Well, a "White House director of digital strategy" is presumably not Rachel in the post office. He's someone in the White House, which means he's in a position to have a quiet conversation with the president. "They're not playing ball" might be all it would take.

I mean, yes, you're right, the White House director of digital strategy, taken by himself, can go jump in the lake as far as Facebook or Twitter are concerned. Even given all the people under him, that's still true. The question is, to what degree is he speaking for the people over him? How many layers are there between him and the president? I'd guess somewhere from 0 to 2, though I admit that's a guess. Can he cause trouble on his own? No. But the one giving him orders may be able to give orders to others.


But if the president asks for something, you say no, and he sics the NSA or something onto you, how does this injunction protect you?

Basically this is arguing that the mere existence of government has a chilling effect, which it demonstrably does, but isn't really something you can make go away with an injunction.
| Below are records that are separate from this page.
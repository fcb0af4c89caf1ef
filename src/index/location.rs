//! Locations attached to index entries.

use crate::document::DocumentId;
use crate::tree::{NodePath, Span};

/// Where an indexed node lives: owning document, ancestor path, and source
/// position. The path carries enough structure to recover the operation
/// (method + path) or component name an entry belongs to.
#[derive(Debug, Clone, PartialEq, Eq)]
pub struct Location {
    pub document: DocumentId,
    pub path: NodePath,
    pub span: Span,
}

impl Location {
    pub fn new(document: DocumentId, path: NodePath, span: Span) -> Self {
        Self {
            document,
            path,
            span,
        }
    }

    /// Recover `(METHOD, path)` for entries under `/paths/{path}/{method}`.
    pub fn operation(&self) -> Option<(String, String)> {
        if self.path.key_at(0) != Some("paths") {
            return None;
        }
        let path = self.path.key_at(1)?;
        let method = self.path.key_at(2)?;
        Some((method.to_uppercase(), path.to_string()))
    }

    /// Recover `(section, name)` for entries under a shared-definitions
    /// section (`/components/{section}/{name}`, or the 2.0 root sections).
    pub fn component(&self) -> Option<(String, String)> {
        match self.path.key_at(0) {
            Some("components") => Some((
                self.path.key_at(1)?.to_string(),
                self.path.key_at(2)?.to_string(),
            )),
            Some(section @ ("definitions" | "parameters" | "responses")) => {
                Some((section.to_string(), self.path.key_at(1)?.to_string()))
            }
            _ => None,
        }
    }
}

impl std::fmt::Display for Location {
    fn fmt(&self, f: &mut std::fmt::Formatter<'_>) -> std::fmt::Result {
        write!(f, "{} at {}", self.path, self.span)
    }
}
Hell, what's stopping the Biden admin from enacting this punishment scheme on these people for getting this injunction?


Well, it protects some. It makes the Biden administration somewhat less likely to ask, because there's a public rebuke from the courts, and if they keep doing it anyway, they are likely to lose any further court cases around it. So they have some deterrent - not perfect, but more than zero.

From the company's side, they have some indication that they are likely to be backed by the courts if it comes to that, so they have some more confidence in telling the administration to get lost - not perfect, but more than none. (They're not going to be less willing to say no after this court ruling.)

So, yes, the Biden administration could keep going. But that's unlikely to play well, either in the courts or in the press. The Biden administration is not a dictatorial regime; they face an election in 14 months. That gives them more incentive to "control the narrative", true, but it also gives them incentive to not be visibly seen as bullying the social media.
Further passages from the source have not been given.